Problem statement | Extract from the entries below, exactly as given, only the lines from the line containing "pub enum DispatchError" to the line containing "pub type CachetResult<T>", both lines included.

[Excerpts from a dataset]
_ _ _
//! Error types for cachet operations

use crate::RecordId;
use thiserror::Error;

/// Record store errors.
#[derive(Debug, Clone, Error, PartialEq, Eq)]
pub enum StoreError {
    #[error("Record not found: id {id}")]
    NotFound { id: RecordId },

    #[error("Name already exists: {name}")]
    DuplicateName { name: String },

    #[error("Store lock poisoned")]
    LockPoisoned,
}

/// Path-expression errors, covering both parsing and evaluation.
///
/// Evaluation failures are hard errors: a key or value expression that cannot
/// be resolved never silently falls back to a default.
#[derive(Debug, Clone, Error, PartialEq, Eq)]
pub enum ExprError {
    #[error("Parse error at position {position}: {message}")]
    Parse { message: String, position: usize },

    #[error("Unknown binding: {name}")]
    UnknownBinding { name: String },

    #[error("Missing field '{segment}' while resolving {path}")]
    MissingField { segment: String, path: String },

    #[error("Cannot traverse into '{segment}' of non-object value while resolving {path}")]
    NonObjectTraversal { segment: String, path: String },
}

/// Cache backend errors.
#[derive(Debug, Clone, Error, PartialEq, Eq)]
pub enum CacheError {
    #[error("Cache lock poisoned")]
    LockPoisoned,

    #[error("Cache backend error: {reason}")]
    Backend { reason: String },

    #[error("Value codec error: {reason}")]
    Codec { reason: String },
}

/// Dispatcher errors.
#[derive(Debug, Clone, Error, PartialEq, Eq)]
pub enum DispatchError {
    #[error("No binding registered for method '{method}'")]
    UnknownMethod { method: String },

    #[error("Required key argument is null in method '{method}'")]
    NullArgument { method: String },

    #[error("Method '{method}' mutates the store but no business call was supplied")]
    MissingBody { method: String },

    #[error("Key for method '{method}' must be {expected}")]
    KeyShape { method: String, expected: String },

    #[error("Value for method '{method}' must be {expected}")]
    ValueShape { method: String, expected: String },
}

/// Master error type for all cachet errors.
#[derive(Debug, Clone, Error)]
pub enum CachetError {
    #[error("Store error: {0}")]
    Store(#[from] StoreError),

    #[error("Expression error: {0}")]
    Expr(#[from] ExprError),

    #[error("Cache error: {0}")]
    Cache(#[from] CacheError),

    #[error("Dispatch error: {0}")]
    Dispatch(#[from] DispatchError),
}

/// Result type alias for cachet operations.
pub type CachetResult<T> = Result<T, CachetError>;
_ _ _
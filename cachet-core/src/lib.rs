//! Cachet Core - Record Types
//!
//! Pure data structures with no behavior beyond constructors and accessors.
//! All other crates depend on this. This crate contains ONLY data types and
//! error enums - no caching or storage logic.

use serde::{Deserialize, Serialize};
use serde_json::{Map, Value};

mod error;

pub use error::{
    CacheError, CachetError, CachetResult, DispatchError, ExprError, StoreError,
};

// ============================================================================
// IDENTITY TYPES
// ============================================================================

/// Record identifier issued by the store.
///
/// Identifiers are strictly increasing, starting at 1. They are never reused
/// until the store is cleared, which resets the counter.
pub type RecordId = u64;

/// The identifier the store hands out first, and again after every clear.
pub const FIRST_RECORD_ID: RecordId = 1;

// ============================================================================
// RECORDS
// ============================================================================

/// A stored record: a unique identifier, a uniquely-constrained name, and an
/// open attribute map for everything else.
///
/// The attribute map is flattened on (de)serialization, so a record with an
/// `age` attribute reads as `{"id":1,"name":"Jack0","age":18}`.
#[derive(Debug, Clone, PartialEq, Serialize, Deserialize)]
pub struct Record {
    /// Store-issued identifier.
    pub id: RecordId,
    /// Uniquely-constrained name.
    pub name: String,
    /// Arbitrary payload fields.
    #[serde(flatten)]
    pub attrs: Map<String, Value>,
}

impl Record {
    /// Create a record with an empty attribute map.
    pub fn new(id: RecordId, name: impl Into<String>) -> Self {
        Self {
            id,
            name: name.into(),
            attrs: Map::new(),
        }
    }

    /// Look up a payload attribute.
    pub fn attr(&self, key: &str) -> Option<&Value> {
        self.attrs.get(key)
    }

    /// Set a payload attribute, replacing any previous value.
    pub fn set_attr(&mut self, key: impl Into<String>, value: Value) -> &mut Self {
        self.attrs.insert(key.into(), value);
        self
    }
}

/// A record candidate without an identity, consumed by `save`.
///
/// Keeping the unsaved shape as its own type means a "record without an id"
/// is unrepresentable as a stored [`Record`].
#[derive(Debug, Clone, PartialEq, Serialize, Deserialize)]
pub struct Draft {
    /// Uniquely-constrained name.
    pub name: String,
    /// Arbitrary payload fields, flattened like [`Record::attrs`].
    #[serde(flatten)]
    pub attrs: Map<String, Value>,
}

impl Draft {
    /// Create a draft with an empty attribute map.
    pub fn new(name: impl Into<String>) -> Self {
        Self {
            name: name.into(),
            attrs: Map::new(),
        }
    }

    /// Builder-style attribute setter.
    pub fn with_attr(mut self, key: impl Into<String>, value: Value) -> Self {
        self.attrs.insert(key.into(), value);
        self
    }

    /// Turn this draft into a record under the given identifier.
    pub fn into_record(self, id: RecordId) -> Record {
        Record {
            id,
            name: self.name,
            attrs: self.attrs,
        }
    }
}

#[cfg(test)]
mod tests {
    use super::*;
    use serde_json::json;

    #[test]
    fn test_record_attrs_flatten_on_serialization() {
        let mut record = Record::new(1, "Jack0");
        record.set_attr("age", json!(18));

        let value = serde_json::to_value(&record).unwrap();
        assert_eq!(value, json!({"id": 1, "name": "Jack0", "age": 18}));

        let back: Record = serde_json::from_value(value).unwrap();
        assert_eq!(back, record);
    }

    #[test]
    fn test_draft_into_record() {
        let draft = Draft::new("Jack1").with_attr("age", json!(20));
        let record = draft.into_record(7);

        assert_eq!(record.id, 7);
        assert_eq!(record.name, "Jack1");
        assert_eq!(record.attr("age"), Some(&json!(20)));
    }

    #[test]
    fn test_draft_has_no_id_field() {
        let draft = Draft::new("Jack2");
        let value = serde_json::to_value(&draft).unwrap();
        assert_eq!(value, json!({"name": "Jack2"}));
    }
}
_ _ _
Answer box |
pub enum DispatchError {
    #[error("No binding registered for method '{method}'")]
    UnknownMethod { method: String },

    #[error("Required key argument is null in method '{method}'")]
    NullArgument { method: String },

    #[error("Method '{method}' mutates the store but no business call was supplied")]
    MissingBody { method: String },

    #[error("Key for method '{method}' must be {expected}")]
    KeyShape { method: String, expected: String },

    #[error("Value for method '{method}' must be {expected}")]
    ValueShape { method: String, expected: String },
}

/// Master error type for all cachet errors.
#[derive(Debug, Clone, Error)]
pub enum CachetError {
    #[error("Store error: {0}")]
    Store(#[from] StoreError),

    #[error("Expression error: {0}")]
    Expr(#[from] ExprError),

    #[error("Cache error: {0}")]
    Cache(#[from] CacheError),

    #[error("Dispatch error: {0}")]
    Dispatch(#[from] DispatchError),
}

/// Result type alias for cachet operations.
pub type CachetResult<T> = Result<T, CachetError>;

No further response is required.